_Stored dataset items:_
+--

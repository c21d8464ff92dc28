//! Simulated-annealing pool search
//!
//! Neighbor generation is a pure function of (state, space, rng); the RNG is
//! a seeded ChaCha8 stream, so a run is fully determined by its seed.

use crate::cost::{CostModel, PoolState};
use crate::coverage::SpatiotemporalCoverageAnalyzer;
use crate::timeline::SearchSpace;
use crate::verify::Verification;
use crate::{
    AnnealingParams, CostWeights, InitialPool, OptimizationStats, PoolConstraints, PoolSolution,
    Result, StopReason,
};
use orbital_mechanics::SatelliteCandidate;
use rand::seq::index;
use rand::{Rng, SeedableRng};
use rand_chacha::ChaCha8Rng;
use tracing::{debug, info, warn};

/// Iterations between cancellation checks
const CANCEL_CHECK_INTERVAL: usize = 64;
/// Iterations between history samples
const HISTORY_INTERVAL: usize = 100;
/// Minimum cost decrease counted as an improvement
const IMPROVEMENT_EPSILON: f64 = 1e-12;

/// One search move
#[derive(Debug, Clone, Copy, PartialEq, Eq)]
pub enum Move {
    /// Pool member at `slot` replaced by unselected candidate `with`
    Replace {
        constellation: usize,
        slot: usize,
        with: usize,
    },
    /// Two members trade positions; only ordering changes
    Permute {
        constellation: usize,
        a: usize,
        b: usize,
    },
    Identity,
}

+--

_ABOUT THIS TASK:_ Would you please copy all lines in the data that contain the word "Iterations"?

_RESULT OF THE TASK:_
/// Iterations between cancellation checks
/// Iterations between history samples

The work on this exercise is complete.